**The task:** Your task is to copy every line below that contains the word "tokio".

**Dataset entries:**
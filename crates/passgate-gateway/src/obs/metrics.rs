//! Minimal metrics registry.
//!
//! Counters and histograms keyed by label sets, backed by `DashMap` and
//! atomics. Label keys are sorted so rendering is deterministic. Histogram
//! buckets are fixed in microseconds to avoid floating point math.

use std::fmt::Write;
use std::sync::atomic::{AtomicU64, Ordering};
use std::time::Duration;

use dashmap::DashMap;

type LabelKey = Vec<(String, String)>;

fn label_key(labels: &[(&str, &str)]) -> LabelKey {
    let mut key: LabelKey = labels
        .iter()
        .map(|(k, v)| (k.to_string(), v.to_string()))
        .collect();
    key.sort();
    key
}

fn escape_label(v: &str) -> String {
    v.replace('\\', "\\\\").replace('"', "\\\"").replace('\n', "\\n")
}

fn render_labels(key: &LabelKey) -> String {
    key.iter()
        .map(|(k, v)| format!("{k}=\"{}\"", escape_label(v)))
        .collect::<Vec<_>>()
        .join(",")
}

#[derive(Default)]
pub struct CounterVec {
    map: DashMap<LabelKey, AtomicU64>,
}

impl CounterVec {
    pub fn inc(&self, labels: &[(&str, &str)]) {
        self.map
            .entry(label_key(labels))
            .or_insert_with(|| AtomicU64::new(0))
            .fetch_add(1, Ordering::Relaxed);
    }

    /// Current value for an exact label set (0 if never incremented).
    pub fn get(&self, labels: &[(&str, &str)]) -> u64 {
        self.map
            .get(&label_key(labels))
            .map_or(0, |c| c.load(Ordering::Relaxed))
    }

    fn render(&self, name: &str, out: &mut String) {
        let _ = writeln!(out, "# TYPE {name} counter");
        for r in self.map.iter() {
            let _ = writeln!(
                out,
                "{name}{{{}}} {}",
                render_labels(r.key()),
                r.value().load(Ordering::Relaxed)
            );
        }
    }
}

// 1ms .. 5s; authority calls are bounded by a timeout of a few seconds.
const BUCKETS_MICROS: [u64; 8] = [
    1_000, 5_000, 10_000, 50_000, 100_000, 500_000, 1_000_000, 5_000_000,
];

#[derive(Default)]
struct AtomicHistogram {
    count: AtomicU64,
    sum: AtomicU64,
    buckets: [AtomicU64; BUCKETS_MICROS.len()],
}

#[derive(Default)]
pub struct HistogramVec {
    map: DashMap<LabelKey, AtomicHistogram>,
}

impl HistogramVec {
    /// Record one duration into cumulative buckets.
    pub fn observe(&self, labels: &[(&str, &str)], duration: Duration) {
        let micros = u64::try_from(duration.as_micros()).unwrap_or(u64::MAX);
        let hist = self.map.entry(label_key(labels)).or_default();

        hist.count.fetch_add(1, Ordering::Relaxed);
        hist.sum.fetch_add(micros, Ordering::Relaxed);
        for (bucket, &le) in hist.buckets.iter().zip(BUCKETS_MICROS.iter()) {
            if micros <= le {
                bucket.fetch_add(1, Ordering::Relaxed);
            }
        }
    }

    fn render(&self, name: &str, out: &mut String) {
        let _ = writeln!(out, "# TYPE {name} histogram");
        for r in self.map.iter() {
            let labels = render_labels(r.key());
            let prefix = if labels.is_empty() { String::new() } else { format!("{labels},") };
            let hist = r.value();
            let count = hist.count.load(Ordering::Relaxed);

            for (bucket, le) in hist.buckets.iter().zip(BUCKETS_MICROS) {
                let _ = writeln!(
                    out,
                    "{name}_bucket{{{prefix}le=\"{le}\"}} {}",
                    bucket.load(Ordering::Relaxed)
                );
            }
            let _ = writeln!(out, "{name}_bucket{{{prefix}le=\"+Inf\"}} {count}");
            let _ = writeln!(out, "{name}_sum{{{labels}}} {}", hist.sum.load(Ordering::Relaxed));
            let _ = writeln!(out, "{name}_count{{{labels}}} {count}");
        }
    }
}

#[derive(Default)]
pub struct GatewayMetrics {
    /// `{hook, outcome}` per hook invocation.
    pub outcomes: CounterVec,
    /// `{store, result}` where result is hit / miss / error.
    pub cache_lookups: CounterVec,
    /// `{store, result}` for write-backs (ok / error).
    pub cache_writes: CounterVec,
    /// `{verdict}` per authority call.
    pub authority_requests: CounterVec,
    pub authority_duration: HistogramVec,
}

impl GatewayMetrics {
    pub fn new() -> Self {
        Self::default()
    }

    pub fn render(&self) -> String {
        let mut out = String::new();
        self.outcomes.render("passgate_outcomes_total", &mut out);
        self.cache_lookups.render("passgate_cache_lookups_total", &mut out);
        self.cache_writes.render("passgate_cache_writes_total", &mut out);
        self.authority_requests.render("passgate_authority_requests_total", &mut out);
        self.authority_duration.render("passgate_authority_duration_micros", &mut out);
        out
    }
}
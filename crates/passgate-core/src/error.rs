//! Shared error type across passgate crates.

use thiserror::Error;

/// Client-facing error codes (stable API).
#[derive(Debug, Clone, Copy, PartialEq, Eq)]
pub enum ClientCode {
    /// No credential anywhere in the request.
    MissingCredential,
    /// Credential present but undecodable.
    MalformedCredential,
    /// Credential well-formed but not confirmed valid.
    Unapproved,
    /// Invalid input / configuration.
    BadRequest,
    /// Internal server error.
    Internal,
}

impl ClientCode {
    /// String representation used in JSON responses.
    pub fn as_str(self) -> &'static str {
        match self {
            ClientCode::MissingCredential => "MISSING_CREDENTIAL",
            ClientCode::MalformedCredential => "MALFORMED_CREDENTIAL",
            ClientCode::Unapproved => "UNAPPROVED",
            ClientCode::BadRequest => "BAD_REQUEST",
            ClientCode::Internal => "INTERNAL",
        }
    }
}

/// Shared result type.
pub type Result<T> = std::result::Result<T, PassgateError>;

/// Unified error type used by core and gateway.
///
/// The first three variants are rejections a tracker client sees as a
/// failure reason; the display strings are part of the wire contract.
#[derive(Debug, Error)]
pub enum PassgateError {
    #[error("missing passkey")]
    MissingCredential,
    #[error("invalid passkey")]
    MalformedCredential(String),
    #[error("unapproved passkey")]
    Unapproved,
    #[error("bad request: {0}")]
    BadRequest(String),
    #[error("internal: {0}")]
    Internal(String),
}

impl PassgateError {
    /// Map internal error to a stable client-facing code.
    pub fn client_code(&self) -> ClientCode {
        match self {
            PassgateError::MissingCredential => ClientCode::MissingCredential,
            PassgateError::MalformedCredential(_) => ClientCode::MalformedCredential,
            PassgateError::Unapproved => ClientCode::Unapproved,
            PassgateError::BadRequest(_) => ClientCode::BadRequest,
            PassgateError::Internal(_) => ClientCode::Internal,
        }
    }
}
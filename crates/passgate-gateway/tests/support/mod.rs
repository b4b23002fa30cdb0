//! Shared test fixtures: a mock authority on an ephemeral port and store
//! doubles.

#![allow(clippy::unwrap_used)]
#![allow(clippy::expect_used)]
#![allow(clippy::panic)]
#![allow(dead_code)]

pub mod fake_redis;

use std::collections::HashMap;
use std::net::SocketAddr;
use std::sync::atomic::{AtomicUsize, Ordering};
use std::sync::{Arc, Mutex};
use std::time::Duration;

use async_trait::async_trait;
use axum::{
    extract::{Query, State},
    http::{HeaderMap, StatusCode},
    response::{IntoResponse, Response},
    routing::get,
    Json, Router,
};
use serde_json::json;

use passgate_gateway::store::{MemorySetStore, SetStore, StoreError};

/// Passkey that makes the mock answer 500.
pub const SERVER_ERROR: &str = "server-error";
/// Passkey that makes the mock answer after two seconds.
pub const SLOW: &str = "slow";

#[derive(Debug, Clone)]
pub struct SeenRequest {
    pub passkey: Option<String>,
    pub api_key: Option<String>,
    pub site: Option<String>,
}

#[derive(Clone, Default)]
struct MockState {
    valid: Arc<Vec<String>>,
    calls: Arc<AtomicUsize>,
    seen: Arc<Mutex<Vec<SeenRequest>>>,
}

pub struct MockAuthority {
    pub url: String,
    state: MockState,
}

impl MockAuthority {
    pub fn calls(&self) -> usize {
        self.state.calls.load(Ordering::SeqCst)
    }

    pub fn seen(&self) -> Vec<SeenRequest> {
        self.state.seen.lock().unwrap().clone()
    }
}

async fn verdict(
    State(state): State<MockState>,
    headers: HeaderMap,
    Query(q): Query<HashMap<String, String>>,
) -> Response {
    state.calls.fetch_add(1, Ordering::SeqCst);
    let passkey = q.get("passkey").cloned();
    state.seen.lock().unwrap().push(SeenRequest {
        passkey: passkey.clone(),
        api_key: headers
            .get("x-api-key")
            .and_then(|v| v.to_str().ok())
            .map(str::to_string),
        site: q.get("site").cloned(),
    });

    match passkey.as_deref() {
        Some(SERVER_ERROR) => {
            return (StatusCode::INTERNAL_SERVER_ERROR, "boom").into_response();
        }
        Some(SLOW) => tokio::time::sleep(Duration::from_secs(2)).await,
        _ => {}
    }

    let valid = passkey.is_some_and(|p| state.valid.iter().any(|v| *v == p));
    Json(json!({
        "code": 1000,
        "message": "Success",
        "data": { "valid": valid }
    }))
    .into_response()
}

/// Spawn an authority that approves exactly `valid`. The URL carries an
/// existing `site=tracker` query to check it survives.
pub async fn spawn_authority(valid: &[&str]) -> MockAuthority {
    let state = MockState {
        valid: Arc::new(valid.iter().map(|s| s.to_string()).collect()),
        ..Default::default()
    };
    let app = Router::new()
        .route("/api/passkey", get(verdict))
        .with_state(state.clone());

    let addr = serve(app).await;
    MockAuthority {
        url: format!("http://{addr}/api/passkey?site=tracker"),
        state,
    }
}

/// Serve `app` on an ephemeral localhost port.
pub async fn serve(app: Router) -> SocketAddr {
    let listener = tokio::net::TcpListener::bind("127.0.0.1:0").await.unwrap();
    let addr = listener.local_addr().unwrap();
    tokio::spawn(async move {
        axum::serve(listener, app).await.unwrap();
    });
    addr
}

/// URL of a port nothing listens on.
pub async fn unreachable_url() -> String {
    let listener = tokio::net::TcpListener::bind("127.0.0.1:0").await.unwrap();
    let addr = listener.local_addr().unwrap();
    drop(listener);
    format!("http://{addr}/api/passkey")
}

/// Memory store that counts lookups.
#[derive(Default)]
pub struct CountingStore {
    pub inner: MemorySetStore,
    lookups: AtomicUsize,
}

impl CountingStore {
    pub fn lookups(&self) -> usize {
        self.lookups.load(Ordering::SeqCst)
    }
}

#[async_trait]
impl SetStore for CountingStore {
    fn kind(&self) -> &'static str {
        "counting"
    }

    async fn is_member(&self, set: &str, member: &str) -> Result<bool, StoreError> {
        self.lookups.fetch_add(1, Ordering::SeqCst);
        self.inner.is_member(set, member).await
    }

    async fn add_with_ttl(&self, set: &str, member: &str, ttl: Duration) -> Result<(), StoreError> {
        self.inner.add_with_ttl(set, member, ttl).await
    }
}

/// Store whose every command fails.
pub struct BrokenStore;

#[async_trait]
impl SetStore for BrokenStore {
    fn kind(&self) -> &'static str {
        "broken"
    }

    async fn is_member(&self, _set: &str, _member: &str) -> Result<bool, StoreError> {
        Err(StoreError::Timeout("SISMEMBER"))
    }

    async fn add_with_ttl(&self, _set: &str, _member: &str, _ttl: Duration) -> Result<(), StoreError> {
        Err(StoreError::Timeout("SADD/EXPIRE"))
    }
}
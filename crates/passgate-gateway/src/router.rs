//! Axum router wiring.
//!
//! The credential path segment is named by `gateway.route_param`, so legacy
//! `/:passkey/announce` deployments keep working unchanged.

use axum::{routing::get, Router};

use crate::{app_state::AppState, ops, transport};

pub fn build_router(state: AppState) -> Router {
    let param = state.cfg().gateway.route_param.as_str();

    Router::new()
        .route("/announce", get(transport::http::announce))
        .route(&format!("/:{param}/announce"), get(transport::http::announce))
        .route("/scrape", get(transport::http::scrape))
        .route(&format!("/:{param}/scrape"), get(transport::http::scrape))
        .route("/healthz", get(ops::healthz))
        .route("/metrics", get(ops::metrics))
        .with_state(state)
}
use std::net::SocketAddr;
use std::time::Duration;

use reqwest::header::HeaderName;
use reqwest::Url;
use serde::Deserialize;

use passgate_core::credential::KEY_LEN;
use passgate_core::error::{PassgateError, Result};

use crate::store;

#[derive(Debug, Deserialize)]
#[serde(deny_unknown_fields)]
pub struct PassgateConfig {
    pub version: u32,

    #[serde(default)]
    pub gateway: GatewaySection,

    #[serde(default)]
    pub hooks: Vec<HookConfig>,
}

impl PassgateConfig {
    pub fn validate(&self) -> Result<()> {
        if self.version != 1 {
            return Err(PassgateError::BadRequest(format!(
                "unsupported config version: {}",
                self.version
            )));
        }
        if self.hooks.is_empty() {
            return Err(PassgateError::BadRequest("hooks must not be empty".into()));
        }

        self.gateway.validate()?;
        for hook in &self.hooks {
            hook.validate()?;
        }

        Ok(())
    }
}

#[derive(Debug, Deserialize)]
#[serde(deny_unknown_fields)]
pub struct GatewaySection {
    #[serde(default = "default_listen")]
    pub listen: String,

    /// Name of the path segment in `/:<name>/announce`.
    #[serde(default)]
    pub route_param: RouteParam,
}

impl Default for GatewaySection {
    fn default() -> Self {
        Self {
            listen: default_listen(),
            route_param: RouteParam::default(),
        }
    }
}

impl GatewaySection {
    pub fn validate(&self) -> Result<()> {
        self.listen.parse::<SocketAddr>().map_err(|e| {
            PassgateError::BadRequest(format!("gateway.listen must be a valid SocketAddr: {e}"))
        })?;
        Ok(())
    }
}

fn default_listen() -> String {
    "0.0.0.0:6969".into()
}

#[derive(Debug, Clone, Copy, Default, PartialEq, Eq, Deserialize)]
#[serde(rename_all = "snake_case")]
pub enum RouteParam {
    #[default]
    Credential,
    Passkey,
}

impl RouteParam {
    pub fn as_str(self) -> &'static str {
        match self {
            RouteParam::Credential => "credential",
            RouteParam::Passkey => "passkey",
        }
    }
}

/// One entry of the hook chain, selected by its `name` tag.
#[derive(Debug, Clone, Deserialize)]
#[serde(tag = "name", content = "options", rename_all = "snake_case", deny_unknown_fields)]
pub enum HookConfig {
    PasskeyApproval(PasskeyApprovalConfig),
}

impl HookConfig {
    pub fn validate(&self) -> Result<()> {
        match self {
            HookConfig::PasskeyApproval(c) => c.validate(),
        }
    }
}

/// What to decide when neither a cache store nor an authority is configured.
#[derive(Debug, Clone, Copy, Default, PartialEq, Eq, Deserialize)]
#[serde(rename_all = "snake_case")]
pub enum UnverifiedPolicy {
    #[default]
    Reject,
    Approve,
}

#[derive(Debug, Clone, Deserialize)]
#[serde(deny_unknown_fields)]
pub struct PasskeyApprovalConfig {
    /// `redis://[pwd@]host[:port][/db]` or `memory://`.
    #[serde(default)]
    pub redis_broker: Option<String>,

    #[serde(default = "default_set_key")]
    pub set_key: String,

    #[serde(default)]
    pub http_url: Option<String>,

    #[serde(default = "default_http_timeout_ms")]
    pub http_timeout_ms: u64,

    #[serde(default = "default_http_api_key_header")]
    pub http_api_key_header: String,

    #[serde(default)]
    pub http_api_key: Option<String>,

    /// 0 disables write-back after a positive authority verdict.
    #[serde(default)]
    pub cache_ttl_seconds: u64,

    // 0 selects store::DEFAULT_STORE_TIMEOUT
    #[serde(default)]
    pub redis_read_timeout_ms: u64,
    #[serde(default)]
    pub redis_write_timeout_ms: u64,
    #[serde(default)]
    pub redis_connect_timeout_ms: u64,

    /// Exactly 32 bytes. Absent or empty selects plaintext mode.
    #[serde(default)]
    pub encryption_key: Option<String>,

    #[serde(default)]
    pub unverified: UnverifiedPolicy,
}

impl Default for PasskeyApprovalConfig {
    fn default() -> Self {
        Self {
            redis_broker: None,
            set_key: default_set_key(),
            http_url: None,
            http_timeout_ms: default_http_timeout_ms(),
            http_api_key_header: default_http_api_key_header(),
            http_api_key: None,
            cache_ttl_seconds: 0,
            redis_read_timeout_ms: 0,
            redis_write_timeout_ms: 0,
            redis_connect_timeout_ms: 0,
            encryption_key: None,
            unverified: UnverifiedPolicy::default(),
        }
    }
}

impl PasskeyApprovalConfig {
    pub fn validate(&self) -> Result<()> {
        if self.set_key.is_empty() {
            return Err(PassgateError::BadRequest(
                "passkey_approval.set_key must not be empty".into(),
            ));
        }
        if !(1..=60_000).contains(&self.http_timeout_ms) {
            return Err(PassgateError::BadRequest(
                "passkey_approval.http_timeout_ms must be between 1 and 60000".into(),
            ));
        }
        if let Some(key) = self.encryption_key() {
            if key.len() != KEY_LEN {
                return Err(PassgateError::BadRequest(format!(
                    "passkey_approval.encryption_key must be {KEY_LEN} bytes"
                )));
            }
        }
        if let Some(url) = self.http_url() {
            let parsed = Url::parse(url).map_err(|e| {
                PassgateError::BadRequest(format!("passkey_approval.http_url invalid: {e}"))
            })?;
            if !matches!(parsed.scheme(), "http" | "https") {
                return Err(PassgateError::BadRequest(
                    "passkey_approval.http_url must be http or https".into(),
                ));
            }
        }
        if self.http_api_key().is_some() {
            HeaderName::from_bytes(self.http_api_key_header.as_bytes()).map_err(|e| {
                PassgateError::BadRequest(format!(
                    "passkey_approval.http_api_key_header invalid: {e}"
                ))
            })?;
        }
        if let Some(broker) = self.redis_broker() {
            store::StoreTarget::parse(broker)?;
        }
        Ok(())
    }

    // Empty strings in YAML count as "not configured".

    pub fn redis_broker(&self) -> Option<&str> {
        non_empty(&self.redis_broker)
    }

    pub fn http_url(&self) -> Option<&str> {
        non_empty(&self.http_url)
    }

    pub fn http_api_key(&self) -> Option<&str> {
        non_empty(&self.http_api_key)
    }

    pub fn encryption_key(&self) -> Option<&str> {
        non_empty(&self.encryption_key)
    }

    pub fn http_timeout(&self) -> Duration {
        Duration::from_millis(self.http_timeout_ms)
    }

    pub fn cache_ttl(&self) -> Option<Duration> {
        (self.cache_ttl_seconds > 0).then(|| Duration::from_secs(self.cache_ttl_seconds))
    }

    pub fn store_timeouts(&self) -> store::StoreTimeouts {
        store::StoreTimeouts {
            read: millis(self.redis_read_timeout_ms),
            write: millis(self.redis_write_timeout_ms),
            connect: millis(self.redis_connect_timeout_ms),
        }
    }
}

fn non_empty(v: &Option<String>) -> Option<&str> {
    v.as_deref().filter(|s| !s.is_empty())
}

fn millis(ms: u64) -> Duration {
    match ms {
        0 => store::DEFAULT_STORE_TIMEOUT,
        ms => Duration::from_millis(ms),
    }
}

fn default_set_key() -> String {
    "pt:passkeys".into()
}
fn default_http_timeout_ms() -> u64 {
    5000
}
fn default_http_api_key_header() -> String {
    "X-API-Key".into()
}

**Solution to this task:**
        Some(SLOW) => tokio::time::sleep(Duration::from_secs(2)).await,
    let listener = tokio::net::TcpListener::bind("127.0.0.1:0").await.unwrap();
    tokio::spawn(async move {
    let listener = tokio::net::TcpListener::bind("127.0.0.1:0").await.unwrap();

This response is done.